Ma famille a toujours été la bienvenue en Centrafrique parce que c’est ma famille qui a fondé la Centrafrique. Mon grand-père est le père bâtisseur de la Centrafrique. Il a créé Bangui la coquette.
Mon arrière-grand-oncle, fondateur de la nation centrafricaine se nomme Barthélémy Boganda, il est lui-même l’oncle direct de mon grand père, l’empereur Jean Bedel. Mon oncle Jean Serge a été député et ministre sous Bozizé et les Bokassa sont les premières familles bienvenues en Centrafrique et le seront toujours. Parce que Bokassa rime avec Centrafrique. En occident, vous demandez à un Européen, où est la Centrafrique ? Il ne saura pas vous le dire. Vous dites c’est le pays de Bokassa là il peut vous situer le pays. Est-ce que vous avez déjà vu ça dans votre vie ? Pour situer un pays, vous êtes obligé de donner le nom d’une famille.

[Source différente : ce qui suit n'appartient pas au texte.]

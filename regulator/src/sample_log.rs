use crate::{error::RegulatorResult, transport::PersistenceSink};
use common::comm::Sample;
use std::{
  fs,
  path::{Path, PathBuf},
};

/// Append-only time series of smoothed pressure.
///
/// There is no way to truncate a log in place; starting over means replacing
/// it with a fresh `SampleLog`.
#[derive(Clone, Debug, Default)]
pub struct SampleLog {
  samples: Vec<Sample>,
}

impl SampleLog {
  pub fn new() -> Self {
    SampleLog::default()
  }

  pub fn append(&mut self, time: f64, pressure: f64) {
    self.samples.push(Sample { time, pressure });
  }

  pub fn samples(&self) -> &[Sample] {
    &self.samples
  }

  pub fn last(&self) -> Option<&Sample> {
    self.samples.last()
  }

  pub fn len(&self) -> usize {
    self.samples.len()
  }

  pub fn is_empty(&self) -> bool {
    self.samples.is_empty()
  }
}

/// Writes the session log as a two-column CSV file.
///
/// The file is written next to its destination under a temporary name and
/// renamed into place, so readers never observe a half-written log.
#[derive(Clone, Debug)]
pub struct CsvSink {
  path: PathBuf,
}

impl CsvSink {
  pub fn new(path: impl Into<PathBuf>) -> Self {
    CsvSink { path: path.into() }
  }

  pub fn path(&self) -> &Path {
    &self.path
  }

  fn staging_path(&self) -> PathBuf {
    let mut name = self
      .path
      .file_name()
      .map(|name| name.to_os_string())
      .unwrap_or_else(|| "pressure_log.csv".into());
    name.push(".partial");

    self.path.with_file_name(name)
  }
}

impl PersistenceSink for CsvSink {
  fn flush(&mut self, samples: &[Sample]) -> RegulatorResult<()> {
    if let Some(parent) = self.path.parent() {
      if !parent.as_os_str().is_empty() {
        fs::create_dir_all(parent)?;
      }
    }

    let staging = self.staging_path();

    {
      let mut writer = csv::Writer::from_path(&staging)?;
      writer.write_record(["Time", "Pressure"])?;

      for sample in samples {
        writer.write_record([
          format!("{:.3}", sample.time),
          format!("{:.3}", sample.pressure),
        ])?;
      }

      writer.flush()?;
    }

    fs::rename(&staging, &self.path)?;
    Ok(())
  }
}

#[cfg(test)]
mod tests {
  use super::*;
  use std::sync::atomic::{AtomicU32, Ordering};

  static IDENTIFIER: AtomicU32 = AtomicU32::new(0);

  fn scratch_path(name: &str) -> PathBuf {
    let identifier = IDENTIFIER.fetch_add(1, Ordering::Relaxed);

    std::env::temp_dir()
      .join(format!("regulator-tests-{}-{identifier}", std::process::id()))
      .join(name)
  }

  #[test]
  fn log_appends_in_order() {
    let mut log = SampleLog::new();
    assert!(log.is_empty());

    log.append(0.6, 10.0);
    log.append(1.2, 20.0);

    assert_eq!(log.len(), 2);
    assert_eq!(log.samples()[0].pressure, 10.0);
    assert_eq!(log.last().unwrap().time, 1.2);
  }

  #[test]
  fn csv_sink_writes_header_and_rows() {
    let path = scratch_path("session.csv");
    let mut sink = CsvSink::new(&path);

    let samples = [
      Sample {
        time: 0.6,
        pressure: 350.0,
      },
      Sample {
        time: 1.2,
        pressure: 351.25,
      },
    ];
    sink.flush(&samples).unwrap();

    let text = fs::read_to_string(&path).unwrap();
    let lines: Vec<&str> = text.lines().collect();
    assert_eq!(lines, vec!["Time,Pressure", "0.600,350.000", "1.200,351.250"]);
    assert!(!sink.staging_path().exists());

    fs::remove_dir_all(path.parent().unwrap()).unwrap();
  }

  #[test]
  fn csv_sink_replaces_previous_contents() {
    let path = scratch_path("replace.csv");
    let mut sink = CsvSink::new(&path);

    let one = [Sample {
      time: 0.0,
      pressure: 1.0,
    }];
    sink.flush(&one).unwrap();
    sink.flush(&[]).unwrap();

    let text = fs::read_to_string(&path).unwrap();
    assert_eq!(text.lines().count(), 1);

    fs::remove_dir_all(path.parent().unwrap()).unwrap();
  }

  #[test]
  fn csv_sink_reports_unwritable_destination() {
    let blocker = scratch_path("blocker");
    fs::create_dir_all(blocker.parent().unwrap()).unwrap();
    fs::write(&blocker, b"not a directory").unwrap();

    let mut sink = CsvSink::new(blocker.join("log.csv"));
    assert!(sink.flush(&[]).is_err());

    fs::remove_dir_all(blocker.parent().unwrap()).unwrap();
  }
}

Que reste-t-il aujourd’hui de la dynastie Bokassa
Il reste les enfants et les petits enfants. Mon grand-père a eu 36 enfants. Ses 36 enfants, eux-mêmes sont devenus des parents. Donc il reste des petits enfants. C’est une dynastie qui se partage entre Paris, Genève, Londres, le Texas et la Centrafrique.
Etes-vous tous en contact ?
Non, imaginez 36 enfants ça crée des clans. Donc il y a des clans comme toutes les familles. Il a des familles, il n’y a que trois enfants. Donc on est comme plusieurs familles, on a des clans, on a des hauts et des bas. Mais on est là fidèle au poste.
Quelle est votre actualité tant au niveau de votre vie people, culturelle que familiale ?
Mon actualité c’est la vodka Prince jean Barthélémy Bokassa. Je suis ambassadeur pour KOPZO Vodka qui commercialise depuis l’année dernière l’édition Prince Bokassa, c’est donc une vodka que je recommande. Elle est délicieuse à la mirabelle. Mon autre actualité c’est le chocolat Prince jean Barthélémy Bokassa. Je suis ambassadeur pour la maison de chocolat Guérin-Boutron qui a sorti l’Édition Prince Bokassa. Une autre actualité reste la bougie parfumée Prince jean Barthélémy Bokassa. Je suis aussi ambassadeur de la marque de parfum allemande Amor de Parfum qui va commercialiser à la fin du printemps cette bougie parfumée. Pour finir, je suis aussi l’égérie de la marque de luxe luxembourgeoise de lunettes Gold & Wood. Je suis ainsi ravi et heureux de voir mon nom sur tous ces produits, ces belles marques de luxe qui me font l’honneur de ces beaux cadeaux au Prince Barthélémy Bokassa que je suis.